Growing up on a three-acre plot of land in Massachusetts, Sara Hickman has always felt connected to nature. But it was her love of math, art, LEGOs, and Lincoln Logs that really brought out the builder in her. Over time architecture became something Hickman and her family bonded over, particularly with her dad.
“My father was very much a Renaissance man,” she says. “Both of the houses I grew up in he built from scratch. He wasn’t an architect; he was in insurance and IT. Building was something he just taught himself.” Together Hickman and her father loved to pore over floorplans. On family vacations, they’d all drive around to look at houses and marvel at the architecture.
Hickman studied architecture at the Wentworth Institute of Technology in Boston before heading west to California. Although sustainability had always been an underlying factor in her life—something “built into who she is,” she says—it wasn’t until Hickman was studying for the LEED exam that she felt the pull to make a change in the green movement.
But not long after graduation, whispers of the recession began. “So instead of sending out a bunch of resumes, I got involved,” she says. Hickman started volunteering at USGBC-LA, Sustainable Works, and other local nonprofit sustainability groups, where she worked on a variety of projects, from creating graphics to teaching residents about sustainability. She also started attending trainings and conferences on her own dime to fully immerse herself in the sustainability world. “It was like getting a master’s degree,” she says.
But it paid off. Through her newfound connections, a friend put Hickman in touch with the owner of Leading Edge, where she worked as the sustainability manager, consulting on more than 20 millions square feet of LEED-certified space.
Education in Action
Today Hickman is the sustainability director at Retail Design Collaborative (RDC) and Studio One Eleven, where she has driven the firms’ sustainable design practices, educating staff and clients and advocating for environmentally friendly architecture to the outside world for the past three years. A board member of USGBC-LA, she practices what she preaches, biking or walking to work each day.
One of Hickman’s most recent successes is the Horton Plaza project in downtown San Diego. Built in the 1980s, the plaza was originally a mall—one so well-known people would come from out of state to shop there. A collaboration with design firm RIOS, the 10-block, nearly 1 million-square-foot project will now be reinvented as a tech hub, complete with retail, restaurants, public park space, and theaters.
“Horton is a dream come true,” Hickman says. “This is rare, but it was easy right from the start because ownership started asking very early who our audience is, and they tried to understand their wants and needs. Google, Facebook, Microsoft, Apple—they all have very aggressive carbon emissions reductions toward net zero, so they knew we needed LEED Platinum; health and wellness factors, meaning WELL; and carbon neutrality as much as possible.”
Designing Green
As such the project, slated to be completed in summer 2022, will feature numerous sustainable elements. For one, a 2.5 megawatt solar array will stretch across the campus rooftops to achieve Net Zero Carbon for the new offices, which will be fully electric. The project also needed a new central plant, tied in with San Diego’s first onsite blackwater system, which will reduce potable water demand by 50%.

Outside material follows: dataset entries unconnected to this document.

//! `tally-core` — ledger foundation building blocks.
//!
//! This crate contains **pure domain** primitives (no infrastructure concerns):
//! typed identifiers, the domain error model, fixed-point money and currency
//! conversion.

pub mod error;
pub mod fx;
pub mod id;
pub mod money;

pub use error::{LedgerError, LedgerResult};
pub use fx::{CurrencyConverter, FX_RATE_SCALE, FxRate};
pub use id::{ActorId, EntryId, LineId, OrgId, StatementId, StatementLineId};
pub use money::{Currency, Money};
//! Draft creation and posting.

use std::sync::Arc;

use chrono::{DateTime, Utc};
use serde_json::json;

use tally_audit::NewAuditRecord;
use tally_core::{ActorId, CurrencyConverter, EntryId, LedgerError, LedgerResult, OrgId};
use tally_journal::{EntryDraft, JournalEntry};
use tally_store::{KeyReservation, LedgerStore, LedgerTx};

use crate::audit_trail::append_in_tx;
use crate::context::ActorContext;
use crate::guard::IdempotencyGuard;

const POST_ENDPOINT: &str = "journal.post";

/// Creates, deletes and posts journal entries.
pub struct JournalPoster<S> {
    store: Arc<S>,
}

impl<S: LedgerStore> JournalPoster<S> {
    pub fn new(store: Arc<S>) -> Self {
        Self { store }
    }

    /// Validate and persist a draft entry. No audit record: drafts carry no
    /// financial effect yet.
    pub fn create_draft(
        &self,
        actor: &ActorContext,
        draft: EntryDraft,
    ) -> LedgerResult<JournalEntry> {
        let actor_id = actor.require_authorized()?;
        let org_id = draft.org_id;
        self.store.with_org(org_id, |tx| {
            let entry = JournalEntry::new_draft(draft, actor_id, Utc::now())?;
            tx.insert_entry(entry.clone());
            tracing::debug!(org = %org_id, entry = %entry.id(), "draft entry created");
            Ok(entry)
        })
    }

    /// Delete a draft entry and its lines. Posted entries are never deleted.
    pub fn delete_draft(
        &self,
        org_id: OrgId,
        entry_id: EntryId,
        actor: &ActorContext,
    ) -> LedgerResult<()> {
        actor.require_authorized()?;
        self.store.with_org(org_id, |tx| {
            tx.remove_draft(entry_id)?;
            tracing::debug!(org = %org_id, entry = %entry_id, "draft entry deleted");
            Ok(())
        })
    }

    /// Post a draft entry under an idempotency key.
    ///
    /// A replayed key returns the entry produced by the first call, without
    /// re-running the posting. A failed posting releases the key so the
    /// caller can retry with a corrected entry.
    pub fn post(
        &self,
        org_id: OrgId,
        entry_id: EntryId,
        actor: &ActorContext,
        idempotency_key: &str,
    ) -> LedgerResult<JournalEntry> {
        let actor_id = actor.require_authorized()?;
        let key = idempotency_key.trim();
        if key.is_empty() {
            return Err(LedgerError::validation("idempotency key is required"));
        }

        self.store.with_org(org_id, |tx| {
            let now = Utc::now();
            match IdempotencyGuard::reserve(tx, key, POST_ENDPOINT, now) {
                KeyReservation::Duplicate(prior) => {
                    let bound = prior.entry_id.ok_or_else(|| {
                        LedgerError::validation(format!(
                            "idempotency key {key:?} is reserved by an operation still in flight"
                        ))
                    })?;
                    let entry = tx
                        .entry(bound)
                        .cloned()
                        .ok_or_else(|| LedgerError::not_found(format!("journal entry {bound}")))?;
                    tracing::info!(org = %org_id, entry = %bound, "idempotent replay of posting");
                    Ok(entry)
                }
                KeyReservation::Reserved => match post_in_tx(tx, org_id, entry_id, actor_id, now) {
                    Ok(entry) => {
                        IdempotencyGuard::bind(tx, key, entry.id());
                        Ok(entry)
                    }
                    Err(e) => {
                        IdempotencyGuard::release(tx, key);
                        Err(e)
                    }
                },
            }
        })
    }
}

/// Post `entry_id` inside an open transaction and append the audit record.
///
/// Shared with the reversal path, which posts the mirror entry in the same
/// unit of work that marks the original reversed.
pub(crate) fn post_in_tx(
    tx: &mut dyn LedgerTx,
    org_id: OrgId,
    entry_id: EntryId,
    actor: ActorId,
    now: DateTime<Utc>,
) -> LedgerResult<JournalEntry> {
    let account_codes: Vec<String> = {
        let entry = tx
            .entry(entry_id)
            .ok_or_else(|| LedgerError::not_found(format!("journal entry {entry_id}")))?;
        entry
            .lines()
            .iter()
            .map(|l| l.account_code().to_string())
            .collect()
    };
    for code in &account_codes {
        let account = tx
            .account(code)
            .ok_or_else(|| LedgerError::invalid_account(code))?;
        if !account.postable() {
            return Err(LedgerError::group_account(code));
        }
    }

    let converter = CurrencyConverter::new(tx.base_currency().clone());
    let entry = {
        let entry = tx
            .entry_mut(entry_id)
            .ok_or_else(|| LedgerError::not_found(format!("journal entry {entry_id}")))?;
        entry.post(actor, now, &converter)?;
        entry.clone()
    };

    let (debit, credit) = entry.totals()?;
    append_in_tx(
        tx,
        org_id,
        NewAuditRecord::new(
            "journal_entry",
            entry.id(),
            "posted",
            json!({
                "journal_code": entry.journal_code(),
                "reference": entry.reference(),
                "currency": entry.currency().code(),
                "fx_rate": entry.fx_rate().value(),
                "total_debit": debit.amount(),
                "total_credit": credit.amount(),
                "line_count": entry.lines().len(),
            }),
            actor,
        ),
        now,
    )?;

    tracing::info!(
        org = %org_id,
        entry = %entry.id(),
        journal = entry.journal_code(),
        total_debit = %debit.amount(),
        "journal entry posted"
    );
    Ok(entry)
}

Hickman in particular is overseeing the LEED, WELL, and WiredScore—another point-based system focused on Internet connectivity and resilience—certifications of the project, which is targeting Platinum across all three certifications. Although there are a lot of components to each of these credentials, including specs for healthy materials, lighting, and acoustics, among the most relevant today is how the project is prioritizing indoor air quality.
“I’ve always wanted my WELL projects to incorporate air quality monitoring, and I’ve myself tested three or four different standalone systems to see how they compare to one another in our office, which is LEED Platinum and WELL Gold,” Hickman says. Her system of choice: Aircuity, an air quality monitor system often used in the medical field that spears out to individual spaces from one main hub, which means flexibility for both tenants and building owners. For the Horton Plaza project, because the team doesn’t know who will be working in the space, that flexibility is key.

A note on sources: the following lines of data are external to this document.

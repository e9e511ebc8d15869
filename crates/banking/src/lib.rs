//! Bank statement domain model and match heuristics.
//!
//! Statements are externally sourced facts; the engine never edits their
//! monetary content, only the match outcome fields. Pure domain logic only.

pub mod matching;
pub mod statement;

pub use matching::{MatchCandidate, MatchConfig, MatchOutcome, select_candidate, token_overlap};
pub use statement::{BankStatement, BankStatementLine, StatementImport, StatementLineImport};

“Some of those floor spaces are pretty big, and we don’t know how they are going to be broken out,” Hickman says. “The tenants can choose whether they want to hook into that existing Aircuity system. If they want to have their space measured for air quality, they can; it’s up to the tenant whether they want to install it or not.
“The other piece I love about this project is promoting active circulation,” Hickman says. “Just the nature of the project itself—it has a canyon that runs through the entire project with stairs going up and down, so it really promotes active circulation and wellness.”
And in the end, that kind of wellness, along with the project’s other sustainability initiatives, is exactly what Hickman has built her career around, stemming from those early projects with Lincoln Logs. “Most of us are seeking meaning in our lives, a sense of purpose and value,” Hickman says. “The sustainable design movement opened that door wide open for me.”